Records supplied:
────

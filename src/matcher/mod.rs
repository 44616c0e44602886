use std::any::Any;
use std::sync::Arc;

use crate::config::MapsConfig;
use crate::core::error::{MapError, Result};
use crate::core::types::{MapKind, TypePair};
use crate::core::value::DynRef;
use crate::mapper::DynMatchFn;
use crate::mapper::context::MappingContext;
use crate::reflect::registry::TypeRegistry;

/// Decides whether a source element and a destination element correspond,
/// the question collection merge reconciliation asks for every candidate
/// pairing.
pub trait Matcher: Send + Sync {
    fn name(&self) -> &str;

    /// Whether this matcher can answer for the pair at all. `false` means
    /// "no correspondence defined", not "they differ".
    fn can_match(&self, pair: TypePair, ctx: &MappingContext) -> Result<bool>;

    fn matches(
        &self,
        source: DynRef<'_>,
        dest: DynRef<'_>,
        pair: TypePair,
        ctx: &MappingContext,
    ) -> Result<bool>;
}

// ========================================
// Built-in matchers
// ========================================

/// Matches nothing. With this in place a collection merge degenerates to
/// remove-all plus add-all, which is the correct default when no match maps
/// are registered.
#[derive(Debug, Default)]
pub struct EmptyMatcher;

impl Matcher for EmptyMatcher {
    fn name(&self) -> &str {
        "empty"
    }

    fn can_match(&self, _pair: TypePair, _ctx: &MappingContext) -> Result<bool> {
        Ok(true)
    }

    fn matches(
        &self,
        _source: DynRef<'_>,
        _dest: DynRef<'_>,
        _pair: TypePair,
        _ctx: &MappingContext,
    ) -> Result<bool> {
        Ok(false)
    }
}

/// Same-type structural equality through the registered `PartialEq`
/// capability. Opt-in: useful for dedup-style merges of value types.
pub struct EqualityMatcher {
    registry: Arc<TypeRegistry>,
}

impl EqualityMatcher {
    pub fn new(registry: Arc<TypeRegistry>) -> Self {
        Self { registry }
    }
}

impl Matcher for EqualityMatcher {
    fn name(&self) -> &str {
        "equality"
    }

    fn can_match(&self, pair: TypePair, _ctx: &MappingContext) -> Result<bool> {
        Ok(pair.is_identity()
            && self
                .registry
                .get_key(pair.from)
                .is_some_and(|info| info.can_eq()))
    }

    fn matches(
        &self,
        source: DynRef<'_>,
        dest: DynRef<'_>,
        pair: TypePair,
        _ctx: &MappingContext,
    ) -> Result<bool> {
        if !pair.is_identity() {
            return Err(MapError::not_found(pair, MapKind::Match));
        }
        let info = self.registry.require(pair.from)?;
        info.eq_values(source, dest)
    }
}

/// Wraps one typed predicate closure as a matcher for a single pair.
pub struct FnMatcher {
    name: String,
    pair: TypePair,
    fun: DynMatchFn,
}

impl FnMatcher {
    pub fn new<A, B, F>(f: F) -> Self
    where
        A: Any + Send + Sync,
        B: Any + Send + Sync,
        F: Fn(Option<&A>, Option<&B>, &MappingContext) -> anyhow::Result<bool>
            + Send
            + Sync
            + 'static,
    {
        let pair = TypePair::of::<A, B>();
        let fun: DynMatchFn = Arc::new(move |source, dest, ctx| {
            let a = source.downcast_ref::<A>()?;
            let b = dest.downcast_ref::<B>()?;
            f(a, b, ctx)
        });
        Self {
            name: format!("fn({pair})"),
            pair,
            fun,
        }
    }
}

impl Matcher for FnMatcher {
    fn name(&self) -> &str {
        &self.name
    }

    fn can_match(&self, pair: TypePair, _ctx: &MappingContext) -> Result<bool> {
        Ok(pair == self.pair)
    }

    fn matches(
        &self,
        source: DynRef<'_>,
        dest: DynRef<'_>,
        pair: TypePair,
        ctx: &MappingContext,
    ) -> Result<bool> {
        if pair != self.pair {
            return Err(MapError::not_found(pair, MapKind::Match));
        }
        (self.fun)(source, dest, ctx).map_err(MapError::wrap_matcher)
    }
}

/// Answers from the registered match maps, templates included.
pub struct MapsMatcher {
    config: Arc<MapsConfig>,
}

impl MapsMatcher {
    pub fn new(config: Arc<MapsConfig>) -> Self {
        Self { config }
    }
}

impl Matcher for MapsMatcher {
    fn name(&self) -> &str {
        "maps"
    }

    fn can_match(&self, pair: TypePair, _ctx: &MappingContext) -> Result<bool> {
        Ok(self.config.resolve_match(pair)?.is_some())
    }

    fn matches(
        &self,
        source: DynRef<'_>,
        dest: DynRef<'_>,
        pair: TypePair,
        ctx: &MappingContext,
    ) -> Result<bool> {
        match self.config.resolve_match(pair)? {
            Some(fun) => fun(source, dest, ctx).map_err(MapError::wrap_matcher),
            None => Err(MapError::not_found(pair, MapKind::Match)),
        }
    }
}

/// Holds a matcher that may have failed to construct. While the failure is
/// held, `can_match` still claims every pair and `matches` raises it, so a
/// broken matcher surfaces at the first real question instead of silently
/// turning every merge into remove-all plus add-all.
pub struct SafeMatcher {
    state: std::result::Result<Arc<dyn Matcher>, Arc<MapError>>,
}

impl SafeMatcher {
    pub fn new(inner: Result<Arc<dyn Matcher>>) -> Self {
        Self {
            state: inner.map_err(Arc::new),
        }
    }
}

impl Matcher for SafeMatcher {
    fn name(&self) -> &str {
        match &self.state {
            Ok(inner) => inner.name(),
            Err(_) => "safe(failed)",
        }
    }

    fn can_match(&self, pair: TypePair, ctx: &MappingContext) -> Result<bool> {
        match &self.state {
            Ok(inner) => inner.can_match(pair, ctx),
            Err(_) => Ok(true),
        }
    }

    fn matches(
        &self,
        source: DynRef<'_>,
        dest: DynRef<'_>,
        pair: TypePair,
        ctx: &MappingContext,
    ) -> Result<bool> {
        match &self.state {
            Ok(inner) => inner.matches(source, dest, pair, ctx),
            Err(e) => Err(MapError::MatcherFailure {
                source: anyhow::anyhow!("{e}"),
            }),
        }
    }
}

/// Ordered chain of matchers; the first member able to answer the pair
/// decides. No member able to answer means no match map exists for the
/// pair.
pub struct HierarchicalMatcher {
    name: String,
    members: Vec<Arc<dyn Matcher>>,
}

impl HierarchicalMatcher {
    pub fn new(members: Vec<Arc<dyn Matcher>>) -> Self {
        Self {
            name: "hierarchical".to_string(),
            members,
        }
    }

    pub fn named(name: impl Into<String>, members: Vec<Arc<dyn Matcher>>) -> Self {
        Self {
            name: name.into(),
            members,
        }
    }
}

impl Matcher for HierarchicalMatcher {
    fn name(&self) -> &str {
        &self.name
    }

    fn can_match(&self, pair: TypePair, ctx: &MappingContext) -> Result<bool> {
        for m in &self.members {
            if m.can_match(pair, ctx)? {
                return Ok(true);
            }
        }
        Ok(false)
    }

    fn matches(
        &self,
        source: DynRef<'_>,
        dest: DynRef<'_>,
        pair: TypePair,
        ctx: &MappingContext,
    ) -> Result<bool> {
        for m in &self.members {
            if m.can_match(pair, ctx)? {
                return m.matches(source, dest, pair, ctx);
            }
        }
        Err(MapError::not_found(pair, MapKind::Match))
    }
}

────

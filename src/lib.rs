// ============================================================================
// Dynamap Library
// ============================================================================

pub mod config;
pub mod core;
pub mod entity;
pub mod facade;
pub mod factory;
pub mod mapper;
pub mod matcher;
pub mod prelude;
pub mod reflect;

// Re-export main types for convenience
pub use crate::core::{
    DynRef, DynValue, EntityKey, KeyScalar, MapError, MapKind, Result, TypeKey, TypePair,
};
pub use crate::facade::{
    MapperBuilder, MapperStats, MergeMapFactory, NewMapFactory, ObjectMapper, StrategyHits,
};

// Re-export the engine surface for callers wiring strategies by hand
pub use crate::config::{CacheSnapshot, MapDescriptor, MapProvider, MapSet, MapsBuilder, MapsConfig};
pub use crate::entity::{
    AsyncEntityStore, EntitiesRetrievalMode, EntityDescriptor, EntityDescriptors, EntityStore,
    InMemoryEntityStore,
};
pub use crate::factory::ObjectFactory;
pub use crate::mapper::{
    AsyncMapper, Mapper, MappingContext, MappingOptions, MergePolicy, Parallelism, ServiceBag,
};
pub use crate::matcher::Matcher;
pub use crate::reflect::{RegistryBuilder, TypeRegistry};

────

Task statement: What lines of the material above hold the string "members"? Please copy them.

Finished task:
    members: Vec<Arc<dyn Matcher>>,
    pub fn new(members: Vec<Arc<dyn Matcher>>) -> Self {
            members,
    pub fn named(name: impl Into<String>, members: Vec<Arc<dyn Matcher>>) -> Self {
            members,
        for m in &self.members {
        for m in &self.members {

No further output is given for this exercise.